We are so lucky to have G&M over! Gustave is soooo handsome and well behaved, his eyes are so expressive. Mieka is too much for words, such a doll always ready for snuggles and her fast kisses are irresistible. 

Mieka is Benjamin's sister from Emma (Mieka is Gidget from Nationals) - Two Bellarata Maltese puppies in the house! They look and behave very alike. 

Ok enough talking let's see pictures. 

Mieka & Gustave at the airport








Mieka & Dominic chilling








Gustave! So handsome. 








Mieka & Ben








Can't she be sweeter than this?








Good job (insert dog name here). They all go for a treat!








Too cute for me 








Let's go for a walk!








Awe just pick me up, says Mieka








Let's nap together 










Sent from Petguide.com App


----------



## Dominic (Nov 4, 2012)

My prince Ben








Who did that?








Down down down and down. Good boys! Good girl!








Mornings are better with them!








Oh yeah grass!








Isn't she perfect?








And how about this new hairstyle 








Or these ones?








Gustave is ready to play!








And then let's all go nap in bed 








I hope you all enjoy the pictures! Much love from us. 


Sent from Petguide.com App


----------



## revakb2 (Sep 8, 2006)

They are all so adorable. Enjoy your house full of white fluffs.


----------



## mdbflorida (Feb 28, 2013)

Cuteness overload and boy do you have your hands full!


----------



## dntdelay (May 27, 2011)

I will take a couple off your hands!!! :wub::wub:


----------



## Sylie (Apr 4, 2011)

Oh joy!! I really enjoyed the wonderful, funny, adorable picture story.

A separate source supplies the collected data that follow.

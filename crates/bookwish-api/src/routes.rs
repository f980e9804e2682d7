use axum::{
    Router, middleware,
    routing::{get, post},
};

use crate::auth::{self, AppState};
use crate::middleware::require_auth;
use crate::{reviews, search, wishlist};

/// All bookwish routes. Transport layers (CORS, tracing) are added by the binary.
pub fn router(state: AppState) -> Router {
    let public_routes = Router::new()
        .route("/health", get(|| async { "ok" }))
        .route("/auth/register", post(auth::register))
        .route("/auth/login", post(auth::login))
        .with_state(state.clone());

    let protected_routes = Router::new()
        .route(
            "/wishlist",
            get(wishlist::list_entries)
                .post(wishlist::add_entry)
                .delete(wishlist::remove_entry),
        )
        .route("/reviews", get(reviews::list_reviews).post(reviews::add_review))
        .route("/books/search", get(search::search_books))
        .layer(middleware::from_fn_with_state(state.clone(), require_auth))
        .with_state(state);

    Router::new().merge(public_routes).merge(protected_routes)
}

#[cfg(test)]
mod tests {
    use std::sync::Arc;

    use axum::{
        body::Body,
        http::{Request, StatusCode, header},
    };
    use http_body_util::BodyExt;
    use serde_json::{Value, json};
    use tower::ServiceExt;

    use bookwish_core::{BookLookup, Database};

    use super::*;
    use crate::auth::AppStateInner;

    fn test_app() -> Router {
        let state = Arc::new(AppStateInner {
            db: Database::open_in_memory().unwrap(),
            lookup: BookLookup::new("http://127.0.0.1:9", std::time::Duration::from_secs(1)).unwrap(),
            jwt_secret: "test-secret".into(),
        });
        router(state)
    }

    async fn send(
        app: &Router,
        method: &str,
        uri: &str,
        token: Option<&str>,
        body: Option<Value>,
    ) -> (StatusCode, Value) {
        let mut builder = Request::builder().method(method).uri(uri);
        if let Some(token) = token {
            builder = builder.header(header::AUTHORIZATION, format!("Bearer {token}"));
        }
        let body = match body {
            Some(json) => {
                builder = builder.header(header::CONTENT_TYPE, "application/json");
                Body::from(json.to_string())
            }
            None => Body::empty(),
        };

        let resp = app.clone().oneshot(builder.body(body).unwrap()).await.unwrap();
        let status = resp.status();
        let bytes = resp.into_body().collect().await.unwrap().to_bytes();
        let value = serde_json::from_slice(&bytes).unwrap_or(Value::Null);
        (status, value)
    }

    async fn register(app: &Router, username: &str, password: &str) -> String {
        let (status, body) = send(
            app,
            "POST",
            "/auth/register",
            None,
            Some(json!({ "username": username, "password": password })),
        )
        .await;
        assert_eq!(status, StatusCode::CREATED);
        body["token"].as_str().unwrap().to_string()
    }

    #[tokio::test]
    async fn register_conflict_and_login() {
        let app = test_app();
        register(&app, "ann", "pw1").await;

        let (status, body) = send(
            &app,
            "POST",
            "/auth/register",
            None,
            Some(json!({ "username": "ann", "password": "other" })),
        )
        .await;
        assert_eq!(status, StatusCode::CONFLICT);
        assert!(body["error"].is_string());

        let (status, body) = send(
            &app,
            "POST",
            "/auth/login",
            None,
            Some(json!({ "username": "ann", "password": "pw1" })),
        )
        .await;
        assert_eq!(status, StatusCode::OK);
        assert_eq!(body["username"], "ann");

        let (status, _) = send(
            &app,
            "POST",
            "/auth/login",
            None,
            Some(json!({ "username": "ann", "password": "wrong" })),
        )
        .await;
        assert_eq!(status, StatusCode::UNAUTHORIZED);
    }

    #[tokio::test]
    async fn blank_registration_is_bad_request() {
        let app = test_app();
        let (status, body) = send(
            &app,
            "POST",
            "/auth/register",
            None,
            Some(json!({ "username": "ann", "password": "" })),
        )
        .await;
        assert_eq!(status, StatusCode::BAD_REQUEST);
        assert_eq!(body["error"], "password is required");
    }

    #[tokio::test]
    async fn protected_routes_need_a_valid_token() {
        let app = test_app();
        let (status, _) = send(&app, "GET", "/wishlist", None, None).await;
        assert_eq!(status, StatusCode::UNAUTHORIZED);

        let (status, _) = send(&app, "GET", "/wishlist", Some("not-a-jwt"), None).await;
        assert_eq!(status, StatusCode::UNAUTHORIZED);
    }

    #[tokio::test]
    async fn wishlist_round_trip() {
        let app = test_app();
        let token = register(&app, "ann", "pw1").await;
        let dune = json!({ "title": "Dune", "author": "Herbert" });

        let (status, body) = send(&app, "POST", "/wishlist", Some(&token), Some(dune.clone())).await;
        assert_eq!(status, StatusCode::CREATED);
        assert_eq!(body["title"], "Dune");

        let (_, body) = send(&app, "GET", "/wishlist", Some(&token), None).await;
        assert_eq!(body.as_array().unwrap().len(), 1);
        assert_eq!(body[0]["author"], "Herbert");

        let (status, body) = send(&app, "DELETE", "/wishlist", Some(&token), Some(dune.clone())).await;
        assert_eq!(status, StatusCode::OK);
        assert_eq!(body["removed"], true);

        let (_, body) = send(&app, "DELETE", "/wishlist", Some(&token), Some(dune)).await;
        assert_eq!(body["removed"], false);

        let (_, body) = send(&app, "GET", "/wishlist", Some(&token), None).await;
        assert_eq!(body, json!([]));
    }

    #[tokio::test]
    async fn reviews_are_shared_between_users() {
        let app = test_app();
        let ann = register(&app, "ann", "pw1").await;
        let bob = register(&app, "bob", "pw2").await;

        let (status, _) = send(
            &app,
            "POST",
            "/reviews",
            Some(&ann),
            Some(json!({ "title": "Dune", "author": "Herbert", "body": "Great" })),
        )
        .await;
        assert_eq!(status, StatusCode::CREATED);

        let (status, body) = send(&app, "GET", "/reviews?title=Dune&author=Herbert", Some(&bob), None).await;
        assert_eq!(status, StatusCode::OK);
        assert_eq!(body[0]["username"], "ann");
        assert_eq!(body[0]["body"], "Great");

        let (_, body) = send(&app, "GET", "/reviews?title=Dune&author=Asimov", Some(&bob), None).await;
        assert_eq!(body, json!([]));
    }

    #[tokio::test]
    async fn search_degrades_to_empty_list() {
        let app = test_app();
        let token = register(&app, "ann", "pw1").await;

        let (status, body) = send(&app, "GET", "/books/search?q=dune&by=author", Some(&token), None).await;
        assert_eq!(status, StatusCode::OK);
        assert_eq!(body, json!([]));
    }
}
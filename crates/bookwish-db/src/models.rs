/// Database row types. These map directly to SQLite rows and stay
/// independent of the bookwish-types domain models.

pub struct UserRow {
    pub id: String,
    pub username: String,
    pub password: String,
    pub created_at: String,
}

pub struct WishlistRow {
    pub id: String,
    pub user_id: String,
    pub title: String,
    pub author: String,
    pub created_at: String,
}

/// Review joined with its writer's username.
pub struct ReviewRow {
    pub id: String,
    pub user_id: String,
    pub username: String,
    pub title: String,
    pub author: String,
    pub body: String,
    pub created_at: String,
}
pub mod migrations;
pub mod models;
pub mod queries;

use anyhow::Result;
use rusqlite::Connection;
use std::path::Path;
use std::sync::Mutex;
use tracing::info;

/// Handle to the bookwish SQLite database.
///
/// Holds one connection; every query borrows it for the length of a single
/// call through `with_conn` / `with_conn_mut`.
pub struct Database {
    conn: Mutex<Connection>,
}

impl Database {
    pub fn open(path: &Path) -> Result<Self> {
        let conn = Connection::open(path)?;

        conn.pragma_update(None, "journal_mode", "WAL")?;
        conn.pragma_update(None, "foreign_keys", "ON")?;

        migrations::run(&conn)?;

        info!("Database opened at {}", path.display());
        Ok(Self {
            conn: Mutex::new(conn),
        })
    }

    /// Private, throwaway database. Used by tests and ephemeral runs.
    pub fn open_in_memory() -> Result<Self> {
        let conn = Connection::open_in_memory()?;
        conn.pragma_update(None, "foreign_keys", "ON")?;

        migrations::run(&conn)?;

        Ok(Self {
            conn: Mutex::new(conn),
        })
    }

    pub fn with_conn<F, T>(&self, f: F) -> Result<T>
    where
        F: FnOnce(&Connection) -> Result<T>,
    {
        let conn = self.conn.lock().map_err(|e| anyhow::anyhow!("DB lock poisoned: {}", e))?;
        f(&conn)
    }

    pub fn with_conn_mut<F, T>(&self, f: F) -> Result<T>
    where
        F: FnOnce(&mut Connection) -> Result<T>,
    {
        let mut conn = self.conn.lock().map_err(|e| anyhow::anyhow!("DB lock poisoned: {}", e))?;
        f(&mut conn)
    }
}
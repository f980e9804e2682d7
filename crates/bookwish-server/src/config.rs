use std::net::SocketAddr;
use std::path::PathBuf;
use std::time::Duration;

use anyhow::{Context, Result};
use tracing::warn;

use bookwish_core::lookup;

const DEV_JWT_SECRET: &str = "dev-secret-change-me";

/// Runtime settings, read from `BOOKWISH_*` environment variables.
#[derive(Debug, Clone)]
pub struct Config {
    pub db_path: PathBuf,
    pub addr: SocketAddr,
    pub jwt_secret: String,
    pub lookup_url: String,
    pub lookup_timeout: Duration,
}

impl Config {
    pub fn from_env() -> Result<Self> {
        Self::from_lookup(|key| std::env::var(key).ok())
    }

    fn from_lookup(var: impl Fn(&str) -> Option<String>) -> Result<Self> {
        let db_path = var("BOOKWISH_DB_PATH").unwrap_or_else(|| "bookwish.db".into());
        let host = var("BOOKWISH_HOST").unwrap_or_else(|| "0.0.0.0".into());
        let port: u16 = var("BOOKWISH_PORT")
            .unwrap_or_else(|| "3000".into())
            .parse()
            .context("BOOKWISH_PORT must be a port number")?;

        let jwt_secret = var("BOOKWISH_JWT_SECRET").unwrap_or_else(|| {
            warn!("BOOKWISH_JWT_SECRET not set, using the development secret");
            DEV_JWT_SECRET.into()
        });

        let lookup_url = var("BOOKWISH_LOOKUP_URL").unwrap_or_else(|| lookup::DEFAULT_BASE_URL.into());
        let lookup_timeout = match var("BOOKWISH_LOOKUP_TIMEOUT_SECS") {
            Some(secs) => Duration::from_secs(
                secs.parse()
                    .context("BOOKWISH_LOOKUP_TIMEOUT_SECS must be a whole number of seconds")?,
            ),
            None => lookup::DEFAULT_TIMEOUT,
        };

        let addr: SocketAddr = format!("{}:{}", host, port)
            .parse()
            .with_context(|| format!("invalid listen address {}:{}", host, port))?;

        Ok(Self {
            db_path: PathBuf::from(db_path),
            addr,
            jwt_secret,
            lookup_url,
            lookup_timeout,
        })
    }
}
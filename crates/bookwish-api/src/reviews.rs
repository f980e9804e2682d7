use axum::{
    Extension, Json,
    extract::{Query, State},
    http::StatusCode,
    response::IntoResponse,
};

use bookwish_core::ReviewStore;
use bookwish_types::Review;
use bookwish_types::api::{AddReviewRequest, Claims, ReviewQuery, ReviewResponse};

use crate::auth::{AppState, blocking};
use crate::error::ApiError;

fn to_response(review: Review) -> ReviewResponse {
    ReviewResponse {
        username: review.username,
        body: review.body,
        created_at: review.created_at,
    }
}

pub async fn list_reviews(
    State(state): State<AppState>,
    Query(query): Query<ReviewQuery>,
) -> Result<impl IntoResponse, ApiError> {
    let reviews = blocking(&state, move |db| {
        ReviewStore::new(db).list_reviews(&query.title, &query.author)
    })
    .await?;

    Ok(Json(reviews.into_iter().map(to_response).collect::<Vec<_>>()))
}

pub async fn add_review(
    State(state): State<AppState>,
    Extension(claims): Extension<Claims>,
    Json(req): Json<AddReviewRequest>,
) -> Result<impl IntoResponse, ApiError> {
    let review = blocking(&state, move |db| {
        ReviewStore::new(db).add_review(claims.sub, &req.title, &req.author, &req.body)
    })
    .await?;

    Ok((StatusCode::CREATED, Json(to_response(review))))
}
//! Command layer for bookwish.
//!
//! Each store borrows a [`Database`] for the duration of one call and returns
//! plain domain values, so any front-end (HTTP, console, tests) can drive it.

mod convert;
pub mod credentials;
pub mod error;
pub mod lookup;
pub mod reviews;
pub mod validate;
pub mod wishlist;

pub use bookwish_db::Database;
pub use credentials::CredentialStore;
pub use error::{Error, Result};
pub use lookup::BookLookup;
pub use reviews::ReviewStore;
pub use wishlist::WishlistStore;
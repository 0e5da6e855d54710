//! API Key Routes
//!
//! Keys are managed by an already authenticated key of the same account.
//!
//! - POST /api/v1/api-keys - Issue a key
//! - GET /api/v1/api-keys - List keys
//! - GET /api/v1/api-keys/:id - Get a key
//! - PATCH /api/v1/api-keys/:id - Rename or change expiry
//! - DELETE /api/v1/api-keys/:id - Revoke a key

use axum::{
    extract::{rejection::JsonRejection, Path, State},
    http::StatusCode,
    Extension, Json,
};
use chrono::{DateTime, Utc};
use std::sync::Arc;

use crate::model::{ApiKey, ApiResponse, CreateApiKeyRequest, UpdateApiKeyRequest};
use crate::stub::error::{StubError, StubResult};
use crate::stub::state::StubState;
use crate::stub::store::AuthContext;
use crate::stub::validate::validate_key_name;

/// An expiry, when given, must lie after `now`
fn ensure_future_expiry(expires_at: Option<DateTime<Utc>>, now: DateTime<Utc>) -> StubResult<()> {
    if expires_at.map(|at| at <= now).unwrap_or(false) {
        return Err(StubError::invalid(
            "expiresAt",
            "Expiry date must be in the future",
        ));
    }
    Ok(())
}

/// POST /api/v1/api-keys
pub async fn create_key(
    State(state): State<Arc<StubState>>,
    Extension(auth): Extension<AuthContext>,
    payload: Result<Json<CreateApiKeyRequest>, JsonRejection>,
) -> StubResult<(StatusCode, Json<ApiResponse<ApiKey>>)> {
    let Json(req) = payload?;
    let name = validate_key_name(Some(&req.name))?
        .ok_or_else(|| StubError::invalid("name", "Name is required"))?;

    let now = chrono::Utc::now();
    ensure_future_expiry(req.expires_at, now)?;

    let key = state
        .store
        .write()
        .await
        .create_key(&auth.account, name, req.expires_at, now);

    tracing::info!(key_id = %key.id, "Issued API key");

    Ok((
        StatusCode::CREATED,
        Json(ApiResponse::ok("API key created successfully", key)),
    ))
}

/// GET /api/v1/api-keys
pub async fn list_keys(
    State(state): State<Arc<StubState>>,
    Extension(auth): Extension<AuthContext>,
) -> Json<ApiResponse<Vec<ApiKey>>> {
    let keys = state.store.read().await.list_keys(&auth.account);
    Json(ApiResponse::ok("API keys retrieved successfully", keys))
}

/// GET /api/v1/api-keys/:id
pub async fn get_key(
    State(state): State<Arc<StubState>>,
    Extension(auth): Extension<AuthContext>,
    Path(id): Path<String>,
) -> StubResult<Json<ApiResponse<ApiKey>>> {
    let key = state.store.write().await.get_key(&auth.account, &id)?;
    Ok(Json(ApiResponse::ok("API key retrieved successfully", key)))
}

/// PATCH /api/v1/api-keys/:id
pub async fn update_key(
    State(state): State<Arc<StubState>>,
    Extension(auth): Extension<AuthContext>,
    Path(id): Path<String>,
    payload: Result<Json<UpdateApiKeyRequest>, JsonRejection>,
) -> StubResult<Json<ApiResponse<ApiKey>>> {
    let Json(req) = payload?;
    let name = validate_key_name(req.name.as_deref())?;
    ensure_future_expiry(req.expires_at, chrono::Utc::now())?;

    let key = state
        .store
        .write()
        .await
        .update_key(&auth.account, &id, name, req.expires_at)?;

    Ok(Json(ApiResponse::ok("API key updated successfully", key)))
}

/// DELETE /api/v1/api-keys/:id
pub async fn revoke_key(
    State(state): State<Arc<StubState>>,
    Extension(auth): Extension<AuthContext>,
    Path(id): Path<String>,
) -> StubResult<Json<ApiResponse<serde_json::Value>>> {
    state.store.write().await.revoke_key(&auth.account, &id)?;

    tracing::info!(key_id = %id, "Revoked API key");

    Ok(Json(ApiResponse::ok(
        "API key revoked successfully",
        serde_json::json!({ "message": "API key revoked successfully" }),
    )))
}
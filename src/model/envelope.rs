//! Response envelopes
//!
//! Every response from the service is wrapped:
//!
//! - success: `{ success: true, message, data, meta? }`
//! - error: `{ success: false, message, errorMessages: [{ path, message }] }`

use serde::{Deserialize, Serialize};

/// Success envelope
#[derive(Debug, Clone, Serialize, Deserialize)]
pub struct ApiResponse<T> {
    pub success: bool,
    #[serde(default)]
    pub message: String,
    pub data: T,
    #[serde(default, skip_serializing_if = "Option::is_none")]
    pub meta: Option<PageMeta>,
}

impl<T> ApiResponse<T> {
    pub fn ok(message: impl Into<String>, data: T) -> Self {
        Self {
            success: true,
            message: message.into(),
            data,
            meta: None,
        }
    }

    pub fn paged(message: impl Into<String>, data: T, meta: PageMeta) -> Self {
        Self {
            success: true,
            message: message.into(),
            data,
            meta: Some(meta),
        }
    }
}

/// Pagination metadata of list responses
#[derive(Debug, Clone, Copy, Serialize, Deserialize, PartialEq, Eq)]
pub struct PageMeta {
    pub page: u32,
    pub limit: u32,
    pub total: u64,
}

impl PageMeta {
    /// Number of pages needed for `total` items (at least 1)
    pub fn total_pages(&self) -> u32 {
        if self.limit == 0 {
            return 1;
        }
        let pages = self.total.div_ceil(self.limit as u64);
        pages.max(1) as u32
    }

    pub fn has_next(&self) -> bool {
        self.page < self.total_pages()
    }

    pub fn has_prev(&self) -> bool {
        self.page > 1
    }
}

/// One page of a listing
#[derive(Debug, Clone)]
pub struct Page<T> {
    pub items: Vec<T>,
    pub meta: PageMeta,
}

/// Error envelope
#[derive(Debug, Clone, Serialize, Deserialize)]
#[serde(rename_all = "camelCase")]
pub struct ErrorResponse {
    #[serde(default)]
    pub success: bool,
    #[serde(default)]
    pub message: String,
    #[serde(default)]
    pub error_messages: Vec<FieldError>,
}

impl ErrorResponse {
    /// Error with a single entry under the empty path
    pub fn new(message: impl Into<String>) -> Self {
        let message = message.into();
        Self {
            success: false,
            error_messages: vec![FieldError {
                path: String::new(),
                message: message.clone(),
            }],
            message,
        }
    }

    /// Validation error listing each failing field
    pub fn with_fields(message: impl Into<String>, errors: Vec<FieldError>) -> Self {
        Self {
            success: false,
            message: message.into(),
            error_messages: errors,
        }
    }
}

/// A single error entry, `path` names the offending field
#[derive(Debug, Clone, Serialize, Deserialize, PartialEq, Eq)]
pub struct FieldError {
    #[serde(default)]
    pub path: String,
    pub message: String,
}

impl FieldError {
    pub fn new(path: impl Into<String>, message: impl Into<String>) -> Self {
        Self {
            path: path.into(),
            message: message.into(),
        }
    }
}

#[cfg(test)]
mod tests {
    use super::*;

    #[test]
    fn test_total_pages() {
        let meta = PageMeta { page: 1, limit: 5, total: 11 };
        assert_eq!(meta.total_pages(), 3);
        assert!(meta.has_next());
        assert!(!meta.has_prev());

        let empty = PageMeta { page: 1, limit: 10, total: 0 };
        assert_eq!(empty.total_pages(), 1);
        assert!(!empty.has_next());
    }

    #[test]
    fn test_error_envelope_shape() {
        let json = serde_json::to_value(ErrorResponse::new(
            "QR code limit reached (10). Please upgrade your plan.",
        ))
        .unwrap();

        assert_eq!(json["success"], false);
        assert_eq!(json["errorMessages"][0]["path"], "");
        assert_eq!(
            json["errorMessages"][0]["message"],
            "QR code limit reached (10). Please upgrade your plan."
        );
    }

    #[test]
    fn test_decode_list_envelope() {
        let json = r#"{
            "success": true,
            "message": "QR codes retrieved successfully",
            "data": [],
            "meta": { "page": 2, "limit": 5, "total": 7 }
        }"#;
        let resp: ApiResponse<Vec<serde_json::Value>> = serde_json::from_str(json).unwrap();
        assert_eq!(resp.meta, Some(PageMeta { page: 2, limit: 5, total: 7 }));
        assert!(resp.data.is_empty());
    }
}
//! qrpanel CLI
//!
//! Command-line dashboard for the QR code management API:
//! - Configure and verify the API key
//! - Create, list, update and delete QR codes
//! - Inspect scan analytics
//! - Manage API keys
//! - Browse the API reference and per-type guides

use clap::{Args, Parser, Subcommand};
use std::path::PathBuf;

use qrpanel::client::{QrApi, QrApiClient};
use qrpanel::config::{generate_default_config, Config};
use qrpanel::dashboard::{
    self, AnalyticsPanel, ConnectionSettings, CreateForm, DashboardError, QrListView,
    MISSING_KEY_MESSAGE,
};
use qrpanel::docs::{ApiReference, TypeGuide};
use qrpanel::model::{
    mask_key, ApiKey, CreateApiKeyRequest, CustomDesign, ErrorCorrectionLevel, QrCode,
    QrCodeType, UpdateApiKeyRequest, UpdateQrRequest,
};
use qrpanel::render::{self, OutputFormat};
use qrpanel::telemetry::init_tracing;

#[derive(Parser)]
#[command(name = "qrpanel")]
#[command(version = env!("CARGO_PKG_VERSION"))]
#[command(about = "Dashboard for a hosted QR code management API")]
#[command(long_about = "qrpanel manages dynamic QR codes through the public QR API.\nCreate codes of 19 types, track their scans and manage your API keys.")]
pub struct Cli {
    #[command(subcommand)]
    pub command: Commands,

    /// Config file (default: <config dir>/qrpanel/config.toml)
    #[arg(short, long, global = true)]
    pub config: Option<PathBuf>,

    /// Output format
    #[arg(short, long, value_enum, default_value = "table", global = true)]
    pub format: OutputFormat,
}

#[derive(Subcommand)]
pub enum Commands {
    /// Test an API key and save it on success
    Configure {
        /// API key
        api_key: String,
        /// API base URL (default: the saved one)
        #[arg(long)]
        url: Option<String>,
    },

    /// Show the configured connection and check the key
    Status,

    /// Create a QR code
    Create {
        /// Display name
        name: String,
        /// QR type (see `qrpanel types`)
        #[arg(short = 't', long = "type", default_value = "URL")]
        qr_type: QrCodeType,
        /// Destination URL for URL-like types
        #[arg(short, long)]
        url: Option<String>,
        /// qrData field in key=value format, e.g. -F ssid=Office
        #[arg(short = 'F', long = "field")]
        fields: Vec<String>,
        /// Custom short code (3-50 chars of letters, digits, '-' and '_')
        #[arg(long)]
        short_code: Option<String>,
        /// Password required to open the code
        #[arg(long)]
        password: Option<String>,
        /// Expiry, e.g. 2025-01-31T18:00 (UTC) or RFC 3339
        #[arg(long)]
        expires: Option<String>,
        /// Deactivate after this many scans
        #[arg(long)]
        scan_limit: Option<String>,
        #[command(flatten)]
        design: DesignArgs,
    },

    /// List QR codes
    List {
        /// Page number
        #[arg(short, long, default_value = "1")]
        page: u32,
        /// Page size
        #[arg(short, long, default_value = "10")]
        limit: u32,
        /// Filter by name, short code or URL
        #[arg(short, long)]
        search: Option<String>,
    },

    /// Show one QR code
    Get {
        id: String,
    },

    /// Update a QR code
    Update {
        id: String,
        /// New name
        #[arg(short, long)]
        name: Option<String>,
        /// New destination URL
        #[arg(short, long)]
        url: Option<String>,
        /// Reactivate the code
        #[arg(long, conflicts_with = "deactivate")]
        activate: bool,
        /// Stop the code from resolving
        #[arg(long)]
        deactivate: bool,
    },

    /// Delete a QR code
    Delete {
        id: String,
    },

    /// Show scan analytics of a QR code
    Analytics {
        id: String,
    },

    /// Manage API keys
    Keys {
        #[command(subcommand)]
        command: KeyCommands,
    },

    /// Print the API reference, or the guide of one type
    Docs {
        /// QR type to describe
        #[arg(short = 't', long = "type")]
        qr_type: Option<QrCodeType>,
    },

    /// List the supported QR types
    Types,

    /// Generate default config file
    Config {
        /// Output path (default: stdout)
        #[arg(short, long)]
        output: Option<PathBuf>,
    },
}
//! Tracing setup shared by all binaries
//!
//! Logs go to stderr so command output on stdout stays clean. `RUST_LOG`
//! wins over the configured level.

use tracing_subscriber::{layer::SubscriberExt, util::SubscriberInitExt, EnvFilter};

use crate::config::LoggingConfig;

/// Install the global subscriber described by `config`
pub fn init_tracing(config: &LoggingConfig) {
    let filter = EnvFilter::try_from_default_env()
        .unwrap_or_else(|_| EnvFilter::new(&config.level));

    let registry = tracing_subscriber::registry().with(filter);

    let result = if config.format == "json" {
        registry
            .with(
                tracing_subscriber::fmt::layer()
                    .json()
                    .with_writer(std::io::stderr),
            )
            .try_init()
    } else {
        registry
            .with(tracing_subscriber::fmt::layer().with_writer(std::io::stderr))
            .try_init()
    };

    if let Err(e) = result {
        eprintln!("Logging already initialized: {}", e);
    }
}
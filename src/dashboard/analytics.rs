//! Analytics panel
//!
//! Read-only view of one QR code's scan analytics.

use std::collections::BTreeMap;

use crate::client::QrApi;
use crate::dashboard::{require_api, DashboardError};
use crate::model::QrAnalytics;

const ANALYTICS_FALLBACK: &str = "Failed to fetch analytics";

/// One row of a breakdown: label, count and share of all scans in percent
#[derive(Debug, Clone, PartialEq)]
pub struct Share {
    pub label: String,
    pub count: u64,
    pub percent: f64,
}

#[derive(Debug, Clone, Default)]
pub struct AnalyticsPanel {
    data: Option<QrAnalytics>,
}

impl AnalyticsPanel {
    pub fn new() -> Self {
        Self::default()
    }

    /// Load analytics of `id`; the previous data is kept on failure
    pub async fn load(&mut self, api: Option<&dyn QrApi>, id: &str) -> Result<&QrAnalytics, DashboardError> {
        let api = require_api(api)?;
        let analytics = api
            .qr_analytics(id)
            .await
            .map_err(|e| DashboardError::request(e, ANALYTICS_FALLBACK))?;

        Ok(self.data.insert(analytics))
    }

    pub fn data(&self) -> Option<&QrAnalytics> {
        self.data.as_ref()
    }
}

/// Rows sorted by count, largest first; ties keep label order
pub fn shares(breakdown: &BTreeMap<String, u64>) -> Vec<Share> {
    let total: u64 = breakdown.values().sum();
    let mut rows: Vec<Share> = breakdown
        .iter()
        .map(|(label, &count)| Share {
            label: label.clone(),
            count,
            percent: if total == 0 {
                0.0
            } else {
                count as f64 * 100.0 / total as f64
            },
        })
        .collect();
    rows.sort_by(|a, b| b.count.cmp(&a.count));
    rows
}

Now, Beatriz, if you get worn out...call me, I'll babysit all four. Wow, imagine six gorgeous fluffs. I have a really big bed and would be happy to use my best sheets for their comfort.:wub:


----------



## sherry (Jan 4, 2013)

How much fun that looks like! OK, maybe not ALL fun, but mostly!


----------



## Lucille'Lulu'Ball (Nov 21, 2013)

Oh my gosh!! Just so dern cute!!!!


----------



## bellaratamaltese (May 24, 2006)

Wish Steve could have gotten in on the sibling reunion!! Love all the pics - you are the best dog mom ever, Beatriz!!


----------



## pammy4501 (Aug 8, 2007)

So many adorable faces! How do you find time to get anything done at all??? I hope Aastha doesn't mind that they will go home spoiled! LOL!


----------



## TLR (Nov 13, 2011)

They are all so adorable. How lucky Gustave and Mieka are to have such a wonderful host and hostess.


----------



## mylilbiscuit (Nov 1, 2012)

OMG!! too too cuteee! puppies party!!


----------



## Leila'sMommy (Oct 20, 2012)

How can you stand sooooo much cuteness?!


Sent from Petguide.com Free App


----------



## Grace'sMom (Feb 22, 2012)

Wow! So cute!! 

How do you like having Four??

Is the little one making you want a girl?


----------



## eiksaa (Jun 8, 2012)

I have no words to express our gratitude to you and Pat. It's so good to know G&M are safe, well loved and having a blast even in our absence. 

Thanks for the pics. And thanks for everything!


Sent from Petguide.com Free App


----------



## Summergirl73 (Sep 18, 2011)

Oh look at all the fun they are having! Such precious babies!


----------



## Dominic (Nov 4, 2012)

revakb2 said:


> They are all so adorable. Enjoy your house full of white fluffs.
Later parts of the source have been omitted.